Does anybody else here have tomato plants? This year, for the first time in I can’t remember when, my husband’s tomato plants are behaving very oddly. The cherry and “grape” varieties are bearing plenty of fruit. The full-size tomatoes, though, have produced hardly any. Most years, we have trouble keeping up with the harvest, and we get several meals (spaghetti sauce, chili, etc.) out of our few plants. The bell pepper plant has done hardly anything this year, too. Must have something to do with the hot weather earlier in the season. Some people on e-mail lists where I’ve brought up the question report similar results in other parts of the country.
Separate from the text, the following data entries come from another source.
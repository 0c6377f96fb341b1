//! Outbound application events.
//!
//! The [`EnvironmentalEngine`](super::engine::EnvironmentalEngine) emits these
//! through the [`EventSink`](super::ports::EventSink) port.  Adapters on the
//! other side decide what to do with them: log to serial, queue for the
//! telemetry uploader, etc.

use serde::Serialize;

use crate::control::daylight::UvDose;
use crate::control::fan::GiveUpReason;

use super::ports::{ActuatorState, TimerToken};
use super::reading::SensorReading;

/// The three devices the engine drives.
#[derive(Debug, Clone, Copy, PartialEq, Eq, Hash, Serialize)]
pub enum Actuator {
    Fan,
    Lights,
    Pdlc,
}

/// Current state of every actuator, as returned by `get_statuses`.
#[derive(Debug, Clone, Copy, Default, PartialEq, Eq, Serialize)]
pub struct Statuses {
    pub fan: ActuatorState,
    pub lights: ActuatorState,
    pub pdlc: ActuatorState,
}

/// Structured events emitted by the application core.
#[derive(Debug, Clone)]
pub enum AppEvent {
    /// An actuator was switched.
    ActuatorChanged { actuator: Actuator, state: ActuatorState },

    /// The daylight flag flipped (true = day began).
    DaylightChanged(bool),

    /// A fan correction attempt began.
    CorrectionStarted { temperature_c: f32, humidity_pct: f32 },

    /// The correction timer was re-armed for another window.
    CorrectionExtended { fires: u32 },

    /// Readings came back under threshold; attempt finished.
    CorrectionResolved,

    /// The attempt was abandoned; cool-down running.
    CorrectionGaveUp(GiveUpReason),

    /// A timer fire was rejected (foreign token or no attempt running).
    TimerFireRejected { token: TimerToken },

    /// Per-cycle telemetry record for the uploader.
    Telemetry(TelemetryRecord),
}

/// A point-in-time record suitable for logging or transmission: the reading
/// that drove this cycle plus the resulting actuator states.
#[derive(Debug, Clone, Serialize)]
pub struct TelemetryRecord {
    pub reading: SensorReading,
    pub statuses: Statuses,
    pub uv_dose: UvDose,
    pub daylight: bool,
    pub correcting: bool,
    pub fires: u32,
}
fn main() {
    println!("cargo:rerun-if-env-changed=GREENHOUSE_CONFIG_JSON");

    // Host builds (tests, fuzzing) have no ESP-IDF toolchain to link against.
    #[cfg(feature = "espidf")]
    embuild::espidf::sysenv::output();
}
The lovely gardening song “Inch by Inch, Row by Row” has a line that goes, “I feel the need to grow my own, for the time is close at hand.” Since LORD OF MOUNTAINS by S. M. Stirling, latest in his “Dies the Fire” (aka Emberverse) series has just been released, and post-apocalyptic motifs have become a hot topic in movies and TV shows (HUNGER GAMES, FALLING SKIES, a forthcoming new series called REVOLUTION, etc.), I started thinking about what dire straits we’d find ourselves in if we had to depend on our food-growing skills to survive. Between the erratic tomatoes and the dwarf plum tree in the back yard that has its fruit riddled with sawfly larvae every summer, we’d starve in a hurry. True, my husband owns a gun or two, but he hasn’t practiced his marksmanship lately, so we couldn’t count on a steady diet of rabbits and deer from the county park that borders our street. Not to mention the fact that we’d be competing against all our neighbors for those meat sources. Our city has recently passed an ordinance allowing residents to raise egg-laying hens in their yards, but we don’t have chickens nor do any of our neighbors. So, once the canned goods have been eaten up, we’re doomed.
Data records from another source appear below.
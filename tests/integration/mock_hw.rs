//! Mock hardware for integration tests.
//!
//! Records every actuator call and every emitted event so tests can
//! assert on the full command history without touching real GPIO.
//! [`Greenhouse`] wires the mocks to a real engine and the host-side
//! polled correction timer, advancing simulated time one sample interval
//! per reading.

use greenhouse::app::engine::EnvironmentalEngine;
use greenhouse::app::events::{Actuator, AppEvent};
use greenhouse::app::ports::{ActuatorPort, ActuatorState, EventSink};
use greenhouse::app::reading::SensorReading;
use greenhouse::config::ControlConfig;
use greenhouse::drivers::hw_timer::SimCorrectionTimer;

/// 00:00 local on 1970-01-02 at the default UTC-8 offset.
pub const LOCAL_MIDNIGHT: i64 = 115_200;
/// 12:00 local, same day.
#[allow(dead_code)]
pub const LOCAL_NOON: i64 = LOCAL_MIDNIGHT + 12 * 3600;
/// 20:00 local, same day.
#[allow(dead_code)]
pub const LOCAL_EVENING: i64 = LOCAL_MIDNIGHT + 20 * 3600;

// ── MockActuator ──────────────────────────────────────────────

#[derive(Debug, Default)]
pub struct MockActuator {
    pub calls: Vec<ActuatorState>,
    state: ActuatorState,
}

#[allow(dead_code)]
impl MockActuator {
    /// Starts On so the engine's forced-off at construction is observable.
    pub fn powered() -> Self {
        Self {
            calls: Vec::new(),
            state: ActuatorState::On,
        }
    }

    pub fn on_count(&self) -> usize {
        self.calls.iter().filter(|s| s.is_on()).count()
    }

    pub fn off_count(&self) -> usize {
        self.calls.iter().filter(|s| !s.is_on()).count()
    }

    /// True when two consecutive calls requested the same state.
    pub fn has_duplicate_calls(&self) -> bool {
        self.calls.windows(2).any(|w| w[0] == w[1])
    }
}

impl ActuatorPort for MockActuator {
    fn turn_on(&mut self) {
        self.calls.push(ActuatorState::On);
        self.state = ActuatorState::On;
    }

    fn turn_off(&mut self) {
        self.calls.push(ActuatorState::Off);
        self.state = ActuatorState::Off;
    }

    fn current_state(&self) -> ActuatorState {
        self.state
    }
}

// ── RecordingSink ─────────────────────────────────────────────

#[derive(Debug, Default)]
pub struct RecordingSink {
    pub events: Vec<AppEvent>,
}

#[allow(dead_code)]
impl RecordingSink {
    pub fn count(&self, pred: impl Fn(&AppEvent) -> bool) -> usize {
        self.events.iter().filter(|e| pred(e)).count()
    }

    pub fn switched(&self, which: Actuator, to: ActuatorState) -> usize {
        self.count(|e| {
            matches!(e, AppEvent::ActuatorChanged { actuator, state }
                if *actuator == which && *state == to)
        })
    }

    pub fn starts(&self) -> usize {
        self.count(|e| matches!(e, AppEvent::CorrectionStarted { .. }))
    }

    pub fn clear(&mut self) {
        self.events.clear();
    }
}

impl EventSink for RecordingSink {
    fn emit(&mut self, event: &AppEvent) {
        self.events.push(event.clone());
    }
}

// ── Greenhouse harness ────────────────────────────────────────

pub type TestEngine = EnvironmentalEngine<MockActuator, MockActuator, MockActuator, SimCorrectionTimer>;

pub struct Greenhouse {
    pub engine: TestEngine,
    pub sink: RecordingSink,
    /// Timestamp the next reading will carry.
    pub now: i64,
    /// Timer fires delivered to the engine so far.
    pub fires: usize,
}

#[allow(dead_code)]
impl Greenhouse {
    pub fn new(config: ControlConfig) -> Self {
        Self::starting_at(config, LOCAL_MIDNIGHT)
    }

    pub fn starting_at(config: ControlConfig, now: i64) -> Self {
        let engine = EnvironmentalEngine::new(
            MockActuator::powered(),
            MockActuator::powered(),
            MockActuator::powered(),
            SimCorrectionTimer::new(),
            config,
        );
        Self {
            engine,
            sink: RecordingSink::default(),
            now,
            fires: 0,
        }
    }

    fn interval(&self) -> i64 {
        i64::from(self.engine.config().sample_interval_secs)
    }

    /// Process `reading` stamped with the current time, then let one
    /// sample interval elapse, delivering the correction timer if it
    /// expires.  Returns `true` if the timer fired.
    pub fn step_reading(&mut self, mut reading: SensorReading) -> bool {
        reading.timestamp = self.now;
        self.engine.process_reading(reading, &mut self.sink);

        let interval = self.engine.config().sample_interval_secs;
        let fired = self.engine.timer_mut().advance(interval);
        self.now += self.interval();
        match fired {
            Some(token) => {
                self.engine.on_correction_timer(token, &mut self.sink);
                self.fires += 1;
                true
            }
            None => false,
        }
    }

    /// One climate-only reading (no UV).
    pub fn step(&mut self, temperature_c: f32, humidity_pct: f32) -> bool {
        self.step_reading(SensorReading {
            temperature_c,
            humidity_pct,
            ..SensorReading::default()
        })
    }

    /// Hold a constant climate for `n` readings; returns timer fires seen.
    pub fn hold(&mut self, temperature_c: f32, humidity_pct: f32, n: usize) -> usize {
        (0..n).filter(|_| self.step(temperature_c, humidity_pct)).count()
    }

    /// Deliver a timer fire with the configured identity right now.
    pub fn fire_now(&mut self) {
        let token = self.engine.config().correction_timer_id;
        self.engine.on_correction_timer(token, &mut self.sink);
        self.fires += 1;
    }

    pub fn fan(&self) -> ActuatorState {
        self.engine.get_statuses().fan
    }
}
Recently there was a discussion on the Stirling list about how well we’d survive in the event of the Change as imagined in his series, when all advanced technology ceases to work. A lot depends on where you live. If you happen to be in the middle of a metropolitan area on the fateful day, only extreme luck as well as skill could save you. I’m afraid our family doesn’t possess enough of those survival skills to outweigh the hazards of our location near Washington, D.C., and Baltimore.

Do you have the abilities and material resources to survive the collapse of civilization? Another question: Why is this currently such a hot topic in the entertainment media?

I must admit (Robert Heinlein would heap scorn on me for this attitude) I enjoy our technological civilization too much to have any desire to scrabble for bare survival in its ruins.